> _Exercise description_:
Exactly the lines from the start of the data below through the line containing "pub fn from_bytes(bytes: [u8; GID_LENGTH])" must be returned, and no others.

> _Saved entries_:
use std::fmt;

use serde::{Deserialize, Serialize};

/// Length of a DDS GUID prefix in bytes.
pub const GID_LENGTH: usize = 12;

/// Identity of a sample source: the GUID prefix of the writing participant.
///
/// Rendered in hex with dot separators, which is also how it appears as the
/// `"id"` field of the data notification envelope.
#[derive(
  Copy, Clone, Default, PartialEq, Eq, PartialOrd, Ord, Hash, Serialize, Deserialize,
)]
pub struct Gid([u8; GID_LENGTH]);

impl Gid {
  pub const UNKNOWN: Gid = Gid([0; GID_LENGTH]);

  pub fn from_bytes(bytes: [u8; GID_LENGTH]) -> Gid {
    Gid(bytes)
  }

  /// Mint a fresh participant identity.
  pub fn new_random() -> Gid {
    let uuid = uuid::Uuid::new_v4();
    let mut bytes = [0; GID_LENGTH];
    bytes.copy_from_slice(&uuid.as_bytes()[..GID_LENGTH]);
    Gid(bytes)
  }

  pub fn as_bytes(&self) -> &[u8; GID_LENGTH] {
    &self.0
  }
}

impl fmt::Display for Gid {
  fn fmt(&self, f: &mut fmt::Formatter<'_>) -> fmt::Result {
    for (i, b) in self.0.iter().enumerate() {
      if i != 0 {
        write!(f, ".")?;
      }
      write!(f, "{b:02x}")?;
    }
    Ok(())
  }
}

impl fmt::Debug for Gid {
  fn fmt(&self, f: &mut fmt::Formatter<'_>) -> fmt::Result {
    write!(f, "Gid({self})")
  }
}

#[cfg(test)]
mod tests {
  use super::*;

  #[test]
  fn renders_as_dotted_hex() {
    let gid = Gid::from_bytes([0, 1, 2, 3, 4, 5, 6, 7, 8, 9, 0xaa, 0xff]);
    assert_eq!(
      gid.to_string(),
      "00.01.02.03.04.05.06.07.08.09.aa.ff"
    );
  }

  #[test]
  fn random_gids_differ() {
    assert_ne!(Gid::new_random(), Gid::new_random());
  }
}
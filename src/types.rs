//! Dynamic-type plumbing.
//!
//! Type introspection and IDL rendering are capabilities of the host: the
//! enabler only needs to move between JSON and the wire representation, and
//! to hand complete type descriptions to the application. The seam is the
//! [`TypeSupport`] trait; [`JsonTypeSupport`] is the built-in implementation
//! used by the loopback bus, the demos and the tests.

use std::{fmt, sync::Arc};

use bytes::Bytes;
use serde::{Deserialize, Serialize};
use serde_json::Value;

use crate::error::{EnablerError, EnablerResult};

/// Identity of a registered type: a 16-byte digest over the type name and
/// its IDL rendering.
#[derive(Copy, Clone, PartialEq, Eq, PartialOrd, Ord, Hash)]
pub struct TypeIdentifier([u8; 16]);

impl TypeIdentifier {
  pub fn from_bytes(bytes: [u8; 16]) -> TypeIdentifier {
    TypeIdentifier(bytes)
  }

  pub fn of_idl(type_name: &str, idl: &str) -> TypeIdentifier {
    let digest = md5::compute(format!("{type_name}\n{idl}"));
    TypeIdentifier(digest.0)
  }

  pub fn as_bytes(&self) -> &[u8; 16] {
    &self.0
  }
}

impl fmt::Debug for TypeIdentifier {
  fn fmt(&self, f: &mut fmt::Formatter<'_>) -> fmt::Result {
    write!(f, "TypeIdentifier(")?;
    for b in self.0 {
      write!(f, "{b:02x}")?;
    }
    write!(f, ")")
  }
}

/// One element of a serialized type description: enough to reconstruct a
/// [`JsonTypeSupport`] on the receiving side.
#[derive(Clone, Debug, PartialEq, Eq, Serialize, Deserialize)]
pub struct TypeEntry {
  pub type_name: String,
  pub idl: String,
  pub placeholder: Value,
}

/// Ordered collection of type descriptions: dependencies first, the
/// requested type as the last element.
#[derive(Clone, Debug, Default, PartialEq, Eq, Serialize, Deserialize)]
pub struct TypeCollection {
  pub types: Vec<TypeEntry>,
}

impl TypeCollection {
  pub fn serialize(&self) -> Bytes {
    Bytes::from(serde_json::to_vec(self).unwrap_or_default())
  }

  pub fn deserialize(blob: &[u8]) -> EnablerResult<TypeCollection> {
    serde_json::from_slice(blob)
      .map_err(|e| EnablerError::SerializationFailed(format!("type collection: {e}")))
  }
}

/// Host-provided capability of one data type: IDL text, a JSON placeholder,
/// and the JSON ↔ wire codec.
pub trait TypeSupport: Send + Sync {
  fn type_name(&self) -> &str;

  /// IDL rendering of the type, as delivered in the type notification.
  fn idl(&self) -> String;

  /// JSON skeleton with default-valued fields.
  fn placeholder_json(&self) -> Value;

  /// Encode a JSON document into the wire representation.
  fn serialize_json(&self, json: &Value) -> EnablerResult<Bytes>;

  /// Decode wire bytes back into JSON.
  fn deserialize_json(&self, wire: &[u8]) -> EnablerResult<Value>;

  /// Dependency descriptions, bottom-up, not including the type itself.
  fn dependencies(&self) -> Vec<TypeEntry> {
    Vec::new()
  }
}

pub type DynamicType = Arc<dyn TypeSupport>;

/// Serialized description of a type and all its dependencies, ordered
/// bottom-up with the type itself last. This is the blob shape exchanged
/// with the application in type notifications and type queries.
pub fn type_blob(dyn_type: &DynamicType) -> Bytes {
  let mut types = dyn_type.dependencies();
  types.push(TypeEntry {
    type_name: dyn_type.type_name().to_string(),
    idl: dyn_type.idl(),
    placeholder: dyn_type.placeholder_json(),
  });
  TypeCollection { types }.serialize()
}

// Two-byte representation identifier + two option bytes, as in a CDR
// encapsulation header. The built-in codec carries JSON text behind it.
const ENCAPSULATION_HEADER: [u8; 4] = [0x00, 0x01, 0x00, 0x00];

/// Built-in [`TypeSupport`] carrying samples as encapsulated JSON text.
#[derive(Clone, Debug)]
pub struct JsonTypeSupport {
  type_name: String,
  idl: String,
  placeholder: Value,
  dependencies: Vec<TypeEntry>,
}

impl JsonTypeSupport {
  pub fn new(type_name: &str, idl: &str, placeholder: Value) -> JsonTypeSupport {
    JsonTypeSupport {
      type_name: type_name.to_string(),
      idl: idl.to_string(),
      placeholder,
      dependencies: Vec::new(),
    }
  }

  pub fn with_dependencies(mut self, dependencies: Vec<TypeEntry>) -> JsonTypeSupport {
    self.dependencies = dependencies;
    self
  }

  pub fn from_entry(entry: &TypeEntry) -> DynamicType {
    Arc::new(JsonTypeSupport::new(
      &entry.type_name,
      &entry.idl,
      entry.placeholder.clone(),
    ))
  }

  pub fn identifier(&self) -> TypeIdentifier {
    TypeIdentifier::of_idl(&self.type_name, &self.idl)
  }
}

impl TypeSupport for JsonTypeSupport {
  fn type_name(&self) -> &str {
    &self.type_name
  }

  fn idl(&self) -> String {
    self.idl.clone()
  }

  fn placeholder_json(&self) -> Value {
    self.placeholder.clone()
  }

  fn serialize_json(&self, json: &Value) -> EnablerResult<Bytes> {
    let text = serde_json::to_vec(json)
      .map_err(|e| EnablerError::SerializationFailed(e.to_string()))?;
    let mut wire = Vec::with_capacity(ENCAPSULATION_HEADER.len() + text.len());
    wire.extend_from_slice(&ENCAPSULATION_HEADER);
    wire.extend_from_slice(&text);
    Ok(Bytes::from(wire))
  }

  fn deserialize_json(&self, wire: &[u8]) -> EnablerResult<Value> {
    let body = wire
      .strip_prefix(&ENCAPSULATION_HEADER[..])
      .ok_or_else(|| {
        EnablerError::SerializationFailed(format!(
          "bad encapsulation header for type {}",
          self.type_name
        ))
      })?;
    serde_json::from_slice(body).map_err(|e| EnablerError::SerializationFailed(e.to_string()))
  }

  fn dependencies(&self) -> Vec<TypeEntry> {
    self.dependencies.clone()
  }
}

#[cfg(test)]
mod tests {
  use serde_json::json;

  use super::*;

  fn int_pair_type() -> JsonTypeSupport {
    JsonTypeSupport::new(
      "example_interfaces::srv::AddTwoInts_Request",
      "struct AddTwoInts_Request { int64 a; int64 b; };",
      json!({"a": 0, "b": 0}),
    )
  }

  #[test]
  fn identifier_depends_on_name_and_idl() {
    let a = int_pair_type();
    let b = JsonTypeSupport::new(a.type_name(), "struct Other {};", json!({}));
    assert_ne!(a.identifier(), b.identifier());
    assert_eq!(a.identifier(), int_pair_type().identifier());
  }

  #[test]
  fn wire_round_trip() {
    let support = int_pair_type();
    let value = json!({"a": 1, "b": 2});
    let wire = support.serialize_json(&value).unwrap();
    assert!(wire.starts_with(&ENCAPSULATION_HEADER));
    assert_eq!(support.deserialize_json(&wire).unwrap(), value);
  }

  #[test]
  fn garbage_wire_is_rejected() {
    let support = int_pair_type();
    assert!(support.deserialize_json(b"junk").is_err());
  }

  #[test]
  fn blob_lists_type_last() {
    let dep = TypeEntry {
      type_name: "dep::Inner".to_string(),
      idl: "struct Inner {};".to_string(),
      placeholder: json!({}),
    };
    let dyn_type: DynamicType =
      Arc::new(int_pair_type().with_dependencies(vec![dep.clone()]));
    let collection = TypeCollection::deserialize(&type_blob(&dyn_type)).unwrap();
    assert_eq!(collection.types.len(), 2);
    assert_eq!(collection.types[0], dep);
    assert_eq!(
      collection.types[1].type_name,
      "example_interfaces::srv::AddTwoInts_Request"
    );
  }
}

> _Completed exercise_:
use std::fmt;

use serde::{Deserialize, Serialize};

/// Length of a DDS GUID prefix in bytes.
pub const GID_LENGTH: usize = 12;

/// Identity of a sample source: the GUID prefix of the writing participant.
///
/// Rendered in hex with dot separators, which is also how it appears as the
/// `"id"` field of the data notification envelope.
#[derive(
  Copy, Clone, Default, PartialEq, Eq, PartialOrd, Ord, Hash, Serialize, Deserialize,
)]
pub struct Gid([u8; GID_LENGTH]);

impl Gid {
  pub const UNKNOWN: Gid = Gid([0; GID_LENGTH]);

  pub fn from_bytes(bytes: [u8; GID_LENGTH]) -> Gid {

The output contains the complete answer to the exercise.